The 65- to 70-minute work, performed with direction, light design and sound design by Andrew Staples, received its world premiere in August at the Bregenzer Festspiele, a music, opera and theater festival held each summer in Bregenz, Austria. A recording is set to be released Jan. 30 on the Platoon label.
The Symphony Center Presents concert is part of an American tour that starts Feb. 1 in Sonoma, California, and concludes Feb. 22 at Princeton University in New Jersey, with a stop at New York’s Carnegie Hall on Feb. 20.
The enormous success of The Hours, which, like the Oscar-nominated 2002 movie, was an adaptation of Michael Cunningham’s 1998 novel, has been something of a mixed blessing. “I’ve never experienced exposure on that level before,” said Puts, 54, who lives in Yonkers, New York. “It was exhausting, stressful and exciting, but there were so many opinions coming at me not just after the premiere, but beforehand as well.”
He has been inundated with requests for commissions since the opera’s debut and has had to turn some of them down. At the same time, he has had to re-examine his priorities and focus on the collaborations that are the most meaningful to him.

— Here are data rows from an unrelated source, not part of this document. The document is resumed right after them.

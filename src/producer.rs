//! Ingestion producer: one-shot upload of a local audio file into the
//! storage namespace under a collision-resistant key.

use anyhow::{bail, Context, Result};
use gijiroku_core::keys;
use gijiroku_store::ObjectStore;
use indicatif::{ProgressBar, ProgressStyle};
use std::path::Path;
use tokio::io::AsyncReadExt;

pub async fn upload(
    store: &dyn ObjectStore,
    file: &Path,
    bucket: &str,
    prefix: &str,
) -> Result<String> {
    if !file.exists() {
        bail!("file not found: {}", file.display());
    }
    let file_name = file
        .file_name()
        .map(|n| n.to_string_lossy().into_owned())
        .with_context(|| format!("path has no file name: {}", file.display()))?;

    let key = keys::timestamped_key(prefix, &file_name, chrono::Local::now().naive_local());
    let size = std::fs::metadata(file)
        .with_context(|| format!("failed to stat {}", file.display()))?
        .len();

    tracing::info!(
        file = %file.display(),
        size_mb = size as f64 / 1024.0 / 1024.0,
        %bucket,
        %key,
        "uploading audio file"
    );

    let pb = ProgressBar::new(size);
    pb.set_style(
        ProgressStyle::default_bar()
            .template("{spinner:.green} [{bar:40.cyan/blue}] {bytes}/{total_bytes} ({eta})")
            .expect("hardcoded progress bar template")
            .progress_chars("#>-"),
    );

    let mut reader = tokio::fs::File::open(file)
        .await
        .with_context(|| format!("failed to open {}", file.display()))?;
    let mut body = Vec::with_capacity(size as usize);
    let mut buf = vec![0u8; 64 * 1024];
    loop {
        let n = reader.read(&mut buf).await?;
        if n == 0 {
            break;
        }
        body.extend_from_slice(&buf[..n]);
        pb.inc(n as u64);
    }
    pb.finish();

    store
        .put(bucket, &key, &body, "application/octet-stream")
        .await
        .context("upload failed")?;

    let uri = store.uri(bucket, &key);
    println!("upload complete: {uri}");
    println!("processing will start automatically once the watcher sees the object");
    Ok(uri)
}
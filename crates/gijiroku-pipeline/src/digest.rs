//! Human-readable completion digest for the notification sink.

use gijiroku_core::SummaryDocument;

pub const SUBJECT: &str = "議事録生成完了";

/// Short digest: summary, key points, action item tasks, and the URI of
/// the primary written artifact.
pub fn build_digest(document: &SummaryDocument, artifact_uri: &str) -> String {
    let key_points = document
        .core
        .key_points
        .iter()
        .map(|point| format!("- {point}"))
        .collect::<Vec<_>>()
        .join("\n");
    let tasks = document
        .core
        .action_items
        .iter()
        .map(|item| format!("- {}", item.task))
        .collect::<Vec<_>>()
        .join("\n");

    format!(
        "議事録の生成が完了しました\n\n【要約】\n{}\n\n【重要なポイント】\n{}\n\n【アクションアイテム】\n{}\n\n【詳細】\n{}\n",
        document.core.summary, key_points, tasks, artifact_uri
    )
}

#[cfg(test)]
mod tests {
    use super::*;
    use gijiroku_core::{ActionItem, SummaryCore, SummaryMetadata};

    fn make_document() -> SummaryDocument {
        SummaryDocument {
            core: SummaryCore {
                summary: "進捗と課題を確認した。".to_string(),
                key_points: vec!["予定どおり".to_string(), "リスクは軽微".to_string()],
                decisions: vec!["継続する".to_string()],
                action_items: vec![ActionItem {
                    task: "レポートを送る".to_string(),
                    assignee: None,
                    deadline: None,
                }],
                next_steps: vec![],
            },
            metadata: SummaryMetadata {
                transcript_s3_key: "transcripts/mtg.json".to_string(),
                generated_at: chrono::Utc::now(),
                transcript_length: 10,
                transcript_duration: None,
            },
        }
    }

    #[test]
    fn test_digest_contains_summary_points_tasks_and_uri() {
        let digest = build_digest(&make_document(), "file:///data/minutes/summaries/mtg.json");
        assert!(digest.contains("議事録の生成が完了しました"));
        assert!(digest.contains("進捗と課題を確認した。"));
        assert!(digest.contains("- 予定どおり"));
        assert!(digest.contains("- リスクは軽微"));
        assert!(digest.contains("- レポートを送る"));
        assert!(digest.contains("file:///data/minutes/summaries/mtg.json"));
    }

    #[test]
    fn test_digest_with_empty_categories_still_renders() {
        let mut document = make_document();
        document.core.key_points.clear();
        document.core.action_items.clear();

        let digest = build_digest(&document, "file:///x");
        assert!(digest.contains("【重要なポイント】"));
        assert!(digest.contains("【アクションアイテム】"));
    }
}
pub mod config;
pub mod error;
pub mod event;
pub mod keys;
pub mod render;
pub mod types;

pub use config::{AppConfig, EngineConfig, NotifyArtifact, NotifyConfig, OutputFormat, PipelineConfig};
pub use error::{ConfigError, CredentialError, EngineError, NotifyError, StageError, StorageError};
pub use event::{EventRecord, StorageEvent, StorageObjectRef};
pub use types::{
    ActionItem, ParsedTranscript, SummaryCore, SummaryDocument, SummaryMetadata,
    TranscriptDocument, TranscriptSegment,
};
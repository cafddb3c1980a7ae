use crate::store_trait::ObjectStore;
use async_trait::async_trait;
use gijiroku_core::StorageError;
use std::path::{Path, PathBuf};

/// Filesystem-backed object store: a bucket is a directory under `root`,
/// keys map to relative paths inside it.
pub struct FsObjectStore {
    root: PathBuf,
}

impl FsObjectStore {
    pub fn new(root: impl Into<PathBuf>) -> Self {
        Self { root: root.into() }
    }

    pub fn root(&self) -> &Path {
        &self.root
    }

    fn object_path(&self, bucket: &str, key: &str) -> PathBuf {
        self.root.join(bucket).join(key)
    }
}

#[async_trait]
impl ObjectStore for FsObjectStore {
    fn name(&self) -> &str {
        "fs"
    }

    async fn get(&self, bucket: &str, key: &str) -> Result<Vec<u8>, StorageError> {
        let path = self.object_path(bucket, key);
        tokio::fs::read(&path).await.map_err(|e| {
            if e.kind() == std::io::ErrorKind::NotFound {
                StorageError::ObjectNotFound(format!("{bucket}/{key}"))
            } else {
                StorageError::ReadFailed(e.to_string())
            }
        })
    }

    async fn put(
        &self,
        bucket: &str,
        key: &str,
        body: &[u8],
        _content_type: &str,
    ) -> Result<(), StorageError> {
        let path = self.object_path(bucket, key);
        if let Some(parent) = path.parent() {
            tokio::fs::create_dir_all(parent)
                .await
                .map_err(|e| StorageError::WriteFailed(e.to_string()))?;
        }
        tokio::fs::write(&path, body)
            .await
            .map_err(|e| StorageError::WriteFailed(e.to_string()))?;
        tracing::debug!(bucket, key, bytes = body.len(), "object written");
        Ok(())
    }

    async fn download_to(
        &self,
        bucket: &str,
        key: &str,
        dest: &Path,
    ) -> Result<u64, StorageError> {
        let path = self.object_path(bucket, key);
        tokio::fs::copy(&path, dest).await.map_err(|e| {
            if e.kind() == std::io::ErrorKind::NotFound {
                StorageError::ObjectNotFound(format!("{bucket}/{key}"))
            } else {
                StorageError::ReadFailed(e.to_string())
            }
        })
    }

    fn uri(&self, bucket: &str, key: &str) -> String {
        format!("file://{}", self.object_path(bucket, key).display())
    }
}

“I think it’s the busiest I’ve ever been,” Puts said. “I’m feeling a little overwhelmed, just figuring out what to do and how much I can handle and still do it well.”
Recent and upcoming works include House of Tomorrow, a song cycle that DiDonato and the St. Louis Symphony Orchestra premiered in September, as part of the celebration of the orchestra’s return to its renovated and expanded home, Powell Hall. (Puts, a St. Louis native, is the SLSO’s 2025-26 artist-in-residence.)
In addition, he is working on a chamber-orchestra version of Earth, one of the five sections of The Elements, each written by a different major American composer. Bell, who conceived the project, performed it with the CSO in 2024.
“My measure of success for any piece I write is whether or not it is performed after the premiere,” Puts said. And certainly, The Elements has enjoyed such repeat exposure, with the upcoming reduced arrangement potentially giving it an even greater reach.
As much as Puts has tried to give himself a break from opera after The Hours, he has not been able to completely distance himself from the realm. He is working on a compact version of the opera, with a smaller orchestra and cast, making it easier for companies with smaller budgets to take it on after the Met’s five-year exclusivity window expires.
“I think it’s kind of an intimate piece, really,” he said. “It doesn’t need a huge production, and I’m excited to work on that.”
In addition, the Met has committed to presenting Puts’ first opera, Silent Night, during its 2026/27 season. The work, based on the 2005 film “Joyeux Noël,” directed by Christian Carion, tells of a Christmas truce across the trenches during World War I.
Puts suggested a production of it as a follow-up to The Hours, and Peter Gelb, the company’s general manager, quickly agreed: “He called me, and said, ‘Let’s do it. I think it is a great idea.’ ”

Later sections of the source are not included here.